══ RECORDS SHOWN

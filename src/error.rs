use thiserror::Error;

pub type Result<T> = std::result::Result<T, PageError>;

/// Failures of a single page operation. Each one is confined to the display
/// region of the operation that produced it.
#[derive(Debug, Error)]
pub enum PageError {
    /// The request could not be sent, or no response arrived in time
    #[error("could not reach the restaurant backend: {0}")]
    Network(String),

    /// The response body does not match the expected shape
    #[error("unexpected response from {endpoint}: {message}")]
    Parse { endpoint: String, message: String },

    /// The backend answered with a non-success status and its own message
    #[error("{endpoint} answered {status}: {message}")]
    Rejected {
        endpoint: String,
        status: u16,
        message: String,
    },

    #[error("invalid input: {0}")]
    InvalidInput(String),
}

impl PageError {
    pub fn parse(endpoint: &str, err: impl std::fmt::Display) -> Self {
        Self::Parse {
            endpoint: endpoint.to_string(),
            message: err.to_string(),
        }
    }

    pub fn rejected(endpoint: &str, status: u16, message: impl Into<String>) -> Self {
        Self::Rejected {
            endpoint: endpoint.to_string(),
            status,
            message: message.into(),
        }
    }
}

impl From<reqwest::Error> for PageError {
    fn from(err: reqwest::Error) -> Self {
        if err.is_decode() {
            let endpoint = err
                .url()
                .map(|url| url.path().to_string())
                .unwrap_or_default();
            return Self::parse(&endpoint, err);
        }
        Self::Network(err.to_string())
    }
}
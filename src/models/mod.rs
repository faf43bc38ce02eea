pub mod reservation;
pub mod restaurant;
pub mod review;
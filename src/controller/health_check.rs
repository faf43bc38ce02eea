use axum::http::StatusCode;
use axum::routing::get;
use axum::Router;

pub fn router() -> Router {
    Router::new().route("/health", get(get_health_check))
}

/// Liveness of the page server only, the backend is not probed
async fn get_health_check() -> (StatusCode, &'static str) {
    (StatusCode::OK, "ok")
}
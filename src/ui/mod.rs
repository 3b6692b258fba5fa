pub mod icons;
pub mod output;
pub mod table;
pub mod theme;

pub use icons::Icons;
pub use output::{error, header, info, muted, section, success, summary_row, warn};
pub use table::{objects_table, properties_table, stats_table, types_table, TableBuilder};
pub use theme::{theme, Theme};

════

Using the entries above, copy exactly the lines from the one containing "pub use icons::Icons;" through the last, both included.

- _RESULT_
pub use icons::Icons;
pub use output::{error, header, info, muted, section, success, summary_row, warn};
pub use table::{objects_table, properties_table, stats_table, types_table, TableBuilder};
pub use theme::{theme, Theme};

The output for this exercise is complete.